The Social Security Act defines "disability" as the "inability to engage in any
substantial gainful activity by reason of any medically determinable physical or mental impairment which can be expected to result in death or which has lasted or can be expected to last for a continuous period of not less than 12 months." To determine whether a claimant is disabled, and thus entitled to disability benefits, a five-step analysis is employed. First, the claimant must not be presently working at any substantial gainful activity. Second, the claimant must have an impairment or combination of impairments that are severe. An impairment or combination of impairments is "severe" if it "significantly limits [a claimant's] physical or mental ability to do basic work activities." Third, the claimant's impairment must meet or equal an impairment listed in the appendix to the regulations. Fourth, the impairment must prevent the claimant from returning to his past relevant work. Fifth, the impairment must prevent the claimant from doing any relevant work, considering the claimant's residual functional capacity, age, education and past work experience. At steps one through four, the burden of proof rests upon the claimant to show he is disabled. If the claimant acquits this responsibility, at step five the burden shifts to the Commissioner to show that there is other gainful employment the claimant is capable of performing in spite of his existing impairments. If the Commissioner meets this burden, the claimant must then prove he in fact cannot perform the alternate work.
Shave, 238 F.3d at 594 (quoting Crowley v. Apfel, 197 F.3d 194, 197-98 (5th Cir.1999)). If the ALJ determines that a plaintiff is not disabled under Step V of the five-part test, the ALJ must establish that the claimant has a "residual functional capacity," given the claimant's age, education, and past work experience, to perform other work available in the national economy. Leggett v. Chater, 67 F.3d 558, 564 n.11 (5th Cir. 1995). Step V also requires the Commissioner to use the medical-vocational guidelines to make his disability determination. Id.

The four elements of proof weighed to determine whether evidence of disability is substantial are: (1) objective medical facts; (2) diagnoses and opinions of treating and examining physicians; (3) claimant's subjective evidence of pain and disability; and (4) claimant's age, education, and work history. Martinez v. Chater, 64 F.3d 172, 174 (5th Cir.1995). "The Commissioner, rather than the courts, must resolve conflicts in the evidence." Id.

IV. ISSUE ON APPEAL

There is one issue on appeal:

(1) Whether the ALJ erred when he did not order a consultative psychological examination for the purpose of assessing plaintiff's intelligence quotient ("IQ").

V. ANALYSIS

1. Whether the ALJ erred when he did not order a consultative psychological examination for the purpose of assessing plaintiff's intelligence quotient ("IQ").

Plaintiff contends that the ALJ erred when he failed to obtain an IQ test. In short, plaintiff maintains that the ALJ failed to adequately develop the record. At the administrative hearing, counsel for plaintiff asked the ALJ to order an IQ test based on plaintiff's sixth-grade education and the reports from his special education classes while at school, as well as on the consultative examiner's opinion that plaintiff may be of low-average to borderline intelligence and is functionally illiterate. (Adm. Rec. at 66, 313-14). In his opinion, the ALJ held that "[b]ecause the evidence of record is sufficient to evaluate the claimant's functional abilities, the undersigned denies the request." (Id. at 47).

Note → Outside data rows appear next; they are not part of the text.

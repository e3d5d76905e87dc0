//! Data models for the smoke run
//!
//! This module contains the discovered context and result structures.

mod cluster;
mod test_result;

pub use cluster::{describe_ips, EndpointSet, RouteSet};
pub use test_result::{RunSummary, TestResult, TestStatus};
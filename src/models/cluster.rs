//! Discovered cluster context
//!
//! Built once per run by discovery and shared read-only with every check.

use serde::{Deserialize, Serialize};
use std::collections::BTreeSet;

/// Resolved route hostnames
///
/// The frontend host is always present: discovery refuses to build a
/// `RouteSet` without it.
#[derive(Clone, Debug, PartialEq, Eq, Serialize, Deserialize)]
pub struct RouteSet {
    pub frontend_host: String,
    pub api_host: Option<String>,
    pub backend_host: Option<String>,
}

impl RouteSet {
    /// `http://<frontend><path>`
    pub fn frontend_url(&self, path: &str) -> String {
        format!("http://{}{path}", self.frontend_host)
    }
}

#[cfg(test)]
impl RouteSet {
    pub fn new(frontend_host: impl Into<String>) -> Self {
        Self {
            frontend_host: frontend_host.into(),
            api_host: None,
            backend_host: None,
        }
    }

    pub fn with_api(mut self, host: impl Into<String>) -> Self {
        self.api_host = Some(host.into());
        self
    }
}

/// Pod IPs currently backing each service
#[derive(Clone, Debug, Default, PartialEq, Eq, Serialize, Deserialize)]
pub struct EndpointSet {
    pub gateway_ips: BTreeSet<String>,
    pub backend_ips: BTreeSet<String>,
}

impl EndpointSet {
    /// Parse the whitespace-separated IP lists the cluster CLI prints
    pub fn from_lists(gateway: &str, backend: &str) -> Self {
        Self {
            gateway_ips: parse_ips(gateway),
            backend_ips: parse_ips(backend),
        }
    }

    /// Both services have at least one ready address
    pub fn is_complete(&self) -> bool {
        !self.gateway_ips.is_empty() && !self.backend_ips.is_empty()
    }
}

fn parse_ips(list: &str) -> BTreeSet<String> {
    list.split_whitespace().map(str::to_string).collect()
}

/// Render an IP set the way the console block shows it
pub fn describe_ips(ips: &BTreeSet<String>) -> String {
    if ips.is_empty() {
        "none".to_string()
    } else {
        ips.iter().cloned().collect::<Vec<_>>().join(" ")
    }
}
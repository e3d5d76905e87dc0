//! Scripted collaborators for exercising the harness without a cluster

use async_trait::async_trait;
use std::collections::HashMap;
use std::sync::Mutex;

use crate::error::SmokeError;
use crate::http::{HttpProbe, HttpResponse, ProbeOptions};
use crate::k8s::{command_line, CommandRunner};

/// Answers command lines from a script; unscripted commands fail
#[derive(Default)]
pub struct ScriptedCommands {
    script: HashMap<String, Result<String, String>>,
    calls: Mutex<Vec<String>>,
}

impl ScriptedCommands {
    pub fn new() -> Self {
        Self::default()
    }

    pub fn ok(mut self, command: &str, stdout: &str) -> Self {
        self.script
            .insert(command.to_string(), Ok(stdout.to_string()));
        self
    }

    pub fn fail(mut self, command: &str, message: &str) -> Self {
        self.script
            .insert(command.to_string(), Err(message.to_string()));
        self
    }

    pub fn calls(&self) -> Vec<String> {
        self.calls.lock().unwrap().clone()
    }
}

#[async_trait]
impl CommandRunner for ScriptedCommands {
    async fn execute(&self, program: &str, args: &[&str]) -> Result<String, SmokeError> {
        let command = command_line(program, args);
        self.calls.lock().unwrap().push(command.clone());

        match self.script.get(&command) {
            Some(Ok(stdout)) => Ok(stdout.trim().to_string()),
            Some(Err(message)) => Err(SmokeError::Command {
                command,
                message: message.clone(),
            }),
            None => Err(SmokeError::Command {
                command,
                message: "NotFound".to_string(),
            }),
        }
    }
}

/// Answers `METHOD url` keys from a script; unscripted requests fail to connect
#[derive(Default)]
pub struct ScriptedProbe {
    script: HashMap<String, Result<HttpResponse, SmokeError>>,
    calls: Mutex<Vec<String>>,
}

impl ScriptedProbe {
    pub fn new() -> Self {
        Self::default()
    }

    pub fn respond(mut self, method: &str, url: &str, response: HttpResponse) -> Self {
        self.script.insert(format!("{method} {url}"), Ok(response));
        self
    }

    pub fn error(mut self, method: &str, url: &str, error: SmokeError) -> Self {
        self.script.insert(format!("{method} {url}"), Err(error));
        self
    }

    pub fn calls(&self) -> Vec<String> {
        self.calls.lock().unwrap().clone()
    }
}

#[async_trait]
impl HttpProbe for ScriptedProbe {
    async fn fetch(&self, url: &str, options: &ProbeOptions) -> Result<HttpResponse, SmokeError> {
        let key = format!("{} {}", options.method, url);
        self.calls.lock().unwrap().push(key.clone());

        match self.script.get(&key) {
            Some(result) => result.clone(),
            None => Err(SmokeError::Probe {
                url: url.to_string(),
                reason: "could not connect".to_string(),
            }),
        }
    }
}

const ROUTE: &str = "-n team2-demo -o jsonpath={.spec.host}";
const ENDPOINTS: &str = "-n team2-demo -o jsonpath={.subsets[*].addresses[*].ip}";
const READY: &str = "-o jsonpath={.items[0].status.containerStatuses[0].ready}";

/// Cluster answering every lookup of a healthy rollout
pub fn scripted_cluster(frontend: &str) -> ScriptedCommands {
    ScriptedCommands::new()
        .ok("kubectl cluster-info", "Kubernetes control plane is running")
        .ok("kubectl get namespace team2-demo", "team2-demo Active")
        .ok(&format!("kubectl get route team2-frontend {ROUTE}"), frontend)
        .ok(
            &format!("kubectl get route team2-api {ROUTE}"),
            "team2-api.example.com",
        )
        .ok(
            &format!("kubectl get route team2-backend {ROUTE}"),
            "team2-backend.example.com",
        )
        .ok(
            &format!("kubectl get endpoints gateway-team2 {ENDPOINTS}"),
            "10.128.0.10",
        )
        .ok(
            &format!("kubectl get endpoints backend-team2 {ENDPOINTS}"),
            "10.128.0.11",
        )
        .ok(
            &format!("kubectl get pods -n team2-demo -l app=backend-team2 {READY}"),
            "true",
        )
        .ok(
            &format!("kubectl get pods -n team2-demo -l app=gateway-team2 {READY}"),
            "true",
        )
}

/// Site passing all eleven checks
pub fn healthy_site() -> ScriptedProbe {
    let html = r#"<html><head><base href="/app1/"></head><body><script src="main.3f9a1c.js"></script></body></html>"#;
    let hello = HttpResponse::new(200).body(r#"{"message":"Hello from Spring Boot Backend"}"#);
    let front = "http://team2-frontend.example.com";

    ScriptedProbe::new()
        .respond("GET", &format!("{front}/"), HttpResponse::new(404))
        .respond(
            "GET",
            &format!("{front}/app1"),
            HttpResponse::new(301).header("location", "http://team2-frontend.example.com/app1/"),
        )
        .respond("GET", &format!("{front}/app1/"), HttpResponse::new(200).body(html))
        .respond(
            "GET",
            &format!("{front}/app1/main.3f9a1c.js"),
            HttpResponse::new(200).body("console.log(1)"),
        )
        .respond("GET", &format!("{front}/api/hello"), hello.clone())
        .respond("GET", "http://team2-api.example.com/api/hello", hello.clone())
        .respond("GET", "http://team2-backend.example.com/api/hello", hello)
        .respond(
            "HEAD",
            &format!("{front}/app1/"),
            HttpResponse::new(200)
                .header("x-frame-options", "SAMEORIGIN")
                .header("x-content-type-options", "nosniff"),
        )
        .respond("GET", &format!("{front}/nonexistent/path"), HttpResponse::new(404))
}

Ultimately, plaintiff argues that he meets Listing 12.05B and is disabled as a result of mental retardation. 20 C.F.R. Pt. 404, Subpt. P, App. 1, Listing 12.05B. Listing 12.05 provides:

Intellectual disability: Intellectual disability refers to significantly subaverage general intellectual functioning with deficits in adaptive functioning initially manifested during the developmental period; i.e., the evidence demonstrates or supports onset of the impairment before age 22.
The required level of severity for this disorder is met when the requirements in A, B, C, or D are satisfied.
. . .
B. A valid verbal, performance, or full scale IQ of 59 or less. . . .
Id.

Plaintiff argues that he meets the requirements of the Listing because he was in special education classes and has an IQ of 55. The purpose of the Listings is to streamline the decision process by identifying those claimants whose medical impairments are so severe that it is likely they would be found disabled regardless of their vocational background. Bowen v. Yuckert, 482 U.S. 137, 153 (1987). For the Commissioner to find a claimant disabled under a listing, there must be a diagnosis of a listed impairment that is established by medically-acceptable findings based on clinical and laboratory diagnostic techniques. See 20 C.F.R. § 404.1526. To be found disabled pursuant to the Appendix 1 Listings, a claimant must show that he meets or equals all of the specified medical criteria of any particular listing. Sullivan v. Zebley, 493 U.S. 521, 530 (1990); Selders v. Sullivan, 914 F.2d 614, 619 (5th Cir. 1990) (finding that claimant must provide medical findings that support each of the criteria for an equivalent impairment determination). For plaintiff to show that his impairment matches a listing, it must meet all of the specified criteria. See Selders, 914 F.2d at 619 (5th Cir. 1990). An impairment that manifests only some of the criteria, no matter how severely, does not qualify. See id. A claimant whose impairment fails to meet the stated criteria by even a slight margin fails to qualify. See Zebley, 493 U.S. at 530 n.8. Further, the responsibility for determining whether a claimant meets or equals a listing is reserved to the Commissioner. 20 C.F.R. § 404.1527(d)(2).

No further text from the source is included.